● Source information:
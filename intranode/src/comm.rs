use std::sync::Arc;
use std::sync::atomic::{AtomicU64, Ordering};

use half::bf16;

use crate::config::IntraNodeConfig;
use crate::device::DeviceRuntime;
use crate::error::{IntraNodeError, Result};
use crate::handle::{LaunchQueue, ReduceHandle};
use crate::kernel::{self, KernelArgs};
use crate::launch::LaunchPlan;
use crate::memory::{DeviceBuffer, OutputView};
use crate::select;
use crate::sync::{PeerSyncState, agree_on_shape};
use crate::topology::{HCM_WORLD_SIZE, HcmPeers, Topology};
use crate::types::{AllReduceAlgo, DataType, MAX_DEVICES, Rank, TensorDesc};

/// One rank's view of an intra-node all-reduce group.
///
/// Every rank of the group holds its own `IntraNodeComm` over the same set of
/// peer sync states and registered buffers, and all ranks must issue the
/// same sequence of operations with the same sizes and algorithms.
pub struct IntraNodeComm {
    rank: Rank,
    world_size: u32,
    topology: Topology,
    config: IntraNodeConfig,
    states: Vec<Arc<PeerSyncState>>,
    buffers: Vec<Arc<DeviceBuffer>>,
    runtime: Arc<dyn DeviceRuntime>,
    queue: LaunchQueue,
    completed: AtomicU64,
}

impl IntraNodeComm {
    /// Assemble a rank's communicator from already-registered peer state.
    ///
    /// `states[r]` and `buffers[r]` belong to rank r; every buffer must have
    /// the same capacity.
    pub fn new(
        rank: Rank,
        topology: Topology,
        states: Vec<Arc<PeerSyncState>>,
        buffers: Vec<Arc<DeviceBuffer>>,
        runtime: Arc<dyn DeviceRuntime>,
        config: IntraNodeConfig,
    ) -> Result<Self> {
        config.validate()?;
        let world = states.len();
        if world == 0 || world > MAX_DEVICES {
            return Err(IntraNodeError::InvalidWorldSize {
                world_size: world as u32,
                reason: "must be between 1 and 8",
            });
        }
        if rank as usize >= world {
            return Err(IntraNodeError::InvalidRank {
                rank,
                world_size: world as u32,
            });
        }
        if buffers.len() != world {
            return Err(IntraNodeError::Config {
                reason: format!("{} buffers registered for {world} ranks", buffers.len()),
            });
        }
        for (r, state) in states.iter().enumerate() {
            if state.rank() as usize != r {
                return Err(IntraNodeError::Config {
                    reason: format!("sync state of rank {} registered at index {r}", state.rank()),
                });
            }
        }
        let capacity = buffers[0].capacity_bytes();
        for (r, buf) in buffers.iter().enumerate() {
            if buf.device() as usize != r {
                return Err(IntraNodeError::Config {
                    reason: format!("buffer on device {} registered at index {r}", buf.device()),
                });
            }
            if buf.capacity_bytes() != capacity {
                return Err(IntraNodeError::Config {
                    reason: format!(
                        "buffer {r} holds {} bytes, buffer 0 holds {capacity}",
                        buf.capacity_bytes()
                    ),
                });
            }
        }
        if topology == Topology::HybridCubeMesh
            && (world != HCM_WORLD_SIZE || states.iter().any(|s| s.hcm_peers().is_none()))
        {
            return Err(IntraNodeError::Topology {
                reason: format!("hybrid cube mesh needs 8 ranks with resolved peers, got {world}"),
            });
        }

        Ok(Self {
            rank,
            world_size: world as u32,
            topology,
            config,
            states,
            buffers,
            runtime,
            queue: LaunchQueue::start(rank)?,
            completed: AtomicU64::new(0),
        })
    }

    pub fn rank(&self) -> Rank {
        self.rank
    }

    pub fn world_size(&self) -> u32 {
        self.world_size
    }

    pub fn topology(&self) -> Topology {
        self.topology
    }

    pub fn config(&self) -> &IntraNodeConfig {
        &self.config
    }

    /// Registered buffer capacity per rank, in bytes.
    pub fn capacity_bytes(&self) -> usize {
        self.buffers[self.rank as usize].capacity_bytes()
    }

    /// Number of all-reduces this rank has completed.
    pub fn usage_count(&self) -> u64 {
        self.completed.load(Ordering::Relaxed)
    }

    /// This rank's mesh slots and relay, when the group is a hybrid cube mesh.
    pub fn hcm_peers(&self) -> Option<&HcmPeers> {
        self.states[self.rank as usize].hcm_peers()
    }

    /// Pick the algorithm for `desc` on this group, or `AllReduceAlgo::None`
    /// when the caller should use its fallback collective.
    pub fn select_algorithm(&self, desc: &TensorDesc) -> Result<AllReduceAlgo> {
        if !self.config.enabled {
            return Ok(AllReduceAlgo::None);
        }
        let algo = select::select_algorithm_within(
            desc,
            self.topology,
            self.world_size as usize,
            self.capacity_bytes(),
        )?;
        if algo == AllReduceAlgo::None {
            tracing::warn!(
                rank = self.rank,
                dtype = %desc.dtype,
                numel = desc.numel,
                "no intra-node algorithm applies, caller must fall back"
            );
        } else {
            tracing::debug!(
                rank = self.rank,
                dtype = %desc.dtype,
                numel = desc.numel,
                %algo,
                "selected all-reduce algorithm"
            );
        }
        Ok(algo)
    }

    /// Sum `data` elementwise across all ranks in place using `algo`.
    ///
    /// Blocks until this rank's reduction has completed. Every rank of the
    /// group must call this with the same length and algorithm. Await every
    /// outstanding [`ReduceHandle`] first: a blocking call does not go
    /// through the launch queue.
    pub fn all_reduce(&self, desc: &TensorDesc, data: &mut [bf16], algo: AllReduceAlgo) -> Result<()> {
        let plan = self.validate(desc, data.len(), algo)?;
        let timeout = self.config.acquire_timeout;
        if self.config.verify_shape {
            agree_on_shape(self.states.as_slice(), self.rank, plan.numel_aligned, algo, timeout)?;
        }
        if plan.numel == 0 {
            return Ok(());
        }

        let rank = self.rank as usize;
        self.runtime.copy_to_device(data, &self.buffers[rank], 0)?;

        tracing::debug!(
            rank,
            %algo,
            numel = plan.numel,
            numel_aligned = plan.numel_aligned,
            blocks = plan.blocks,
            threads = plan.threads,
            "launching all-reduce"
        );

        let args = KernelArgs {
            rank,
            world_size: self.world_size as usize,
            plan,
            states: &self.states,
            buffers: &self.buffers,
            output: OutputView::new(data),
            acquire_timeout: timeout,
        };
        kernel::launch(self.runtime.as_ref(), algo, &args)?;

        let count = self.completed.fetch_add(1, Ordering::Relaxed) + 1;
        tracing::trace!(rank, %algo, count, "all-reduce complete");
        Ok(())
    }

    /// Select and run in one step. Returns `Ok(false)` without touching
    /// `data` when no algorithm applies.
    pub fn try_all_reduce(&self, desc: &TensorDesc, data: &mut [bf16]) -> Result<bool> {
        match self.select_algorithm(desc)? {
            AllReduceAlgo::None => Ok(false),
            algo => {
                self.all_reduce(desc, data, algo)?;
                Ok(true)
            }
        }
    }

    /// Queue [`all_reduce`](Self::all_reduce) on this rank's launch stream,
    /// taking ownership of `data` and handing it back reduced.
    ///
    /// Launches run one at a time in issue order, so several reductions may
    /// be outstanding before any of them is awaited.
    pub fn all_reduce_async(
        self: &Arc<Self>,
        desc: TensorDesc,
        mut data: Vec<bf16>,
        algo: AllReduceAlgo,
    ) -> ReduceHandle {
        let comm = Arc::clone(self);
        self.queue.submit(move || {
            comm.all_reduce(&desc, &mut data, algo)?;
            Ok(data)
        })
    }

    fn validate(&self, desc: &TensorDesc, len: usize, algo: AllReduceAlgo) -> Result<LaunchPlan> {
        if algo == AllReduceAlgo::None {
            return Err(IntraNodeError::NoAlgorithm);
        }
        if desc.dtype != DataType::BF16 {
            return Err(IntraNodeError::UnsupportedDType {
                dtype: desc.dtype,
                op: "all_reduce",
            });
        }
        if !desc.contiguous {
            return Err(IntraNodeError::NonContiguous);
        }
        if desc.device != self.rank {
            return Err(IntraNodeError::WrongDevice {
                expected: self.rank,
                actual: desc.device,
            });
        }
        if len != desc.numel {
            return Err(IntraNodeError::BufferSizeMismatch {
                expected: desc.numel,
                actual: len,
            });
        }
        match (algo, self.topology) {
            (AllReduceAlgo::MeshRelay, Topology::FullyConnected) => {
                return Err(IntraNodeError::AlgorithmMismatch {
                    algo: algo.name(),
                    requirement: "a hybrid cube mesh topology",
                });
            }
            (AllReduceAlgo::SmallBuffer | AllReduceAlgo::Sharded, Topology::HybridCubeMesh) => {
                return Err(IntraNodeError::AlgorithmMismatch {
                    algo: algo.name(),
                    requirement: "a fully connected topology",
                });
            }
            _ => {}
        }

        let plan = LaunchPlan::new(
            desc.numel,
            algo,
            self.world_size as usize,
            self.config.max_blocks,
        )?;
        // Mesh relay also needs an equally sized scratch half.
        let halves = if algo == AllReduceAlgo::MeshRelay { 2 } else { 1 };
        let required = plan
            .numel_aligned
            .checked_mul(std::mem::size_of::<bf16>() * halves)
            .ok_or(IntraNodeError::SizeOverflow { numel: desc.numel })?;
        if required > self.capacity_bytes() {
            return Err(IntraNodeError::CapacityExceeded {
                required,
                capacity: self.capacity_bytes(),
            });
        }
        Ok(plan)
    }
}

impl std::fmt::Debug for IntraNodeComm {
    fn fmt(&self, f: &mut std::fmt::Formatter<'_>) -> std::fmt::Result {
        f.debug_struct("IntraNodeComm")
            .field("rank", &self.rank)
            .field("world_size", &self.world_size)
            .field("topology", &self.topology)
            .field("capacity_bytes", &self.capacity_bytes())
            .field("usage_count", &self.usage_count())
            .finish()
    }
}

● Required work:
I'd like every line with the string "iter" copied from the listing.

● Reply:
        for (r, state) in states.iter().enumerate() {
        for (r, buf) in buffers.iter().enumerate() {
            && (world != HCM_WORLD_SIZE || states.iter().any(|s| s.hcm_peers().is_none()))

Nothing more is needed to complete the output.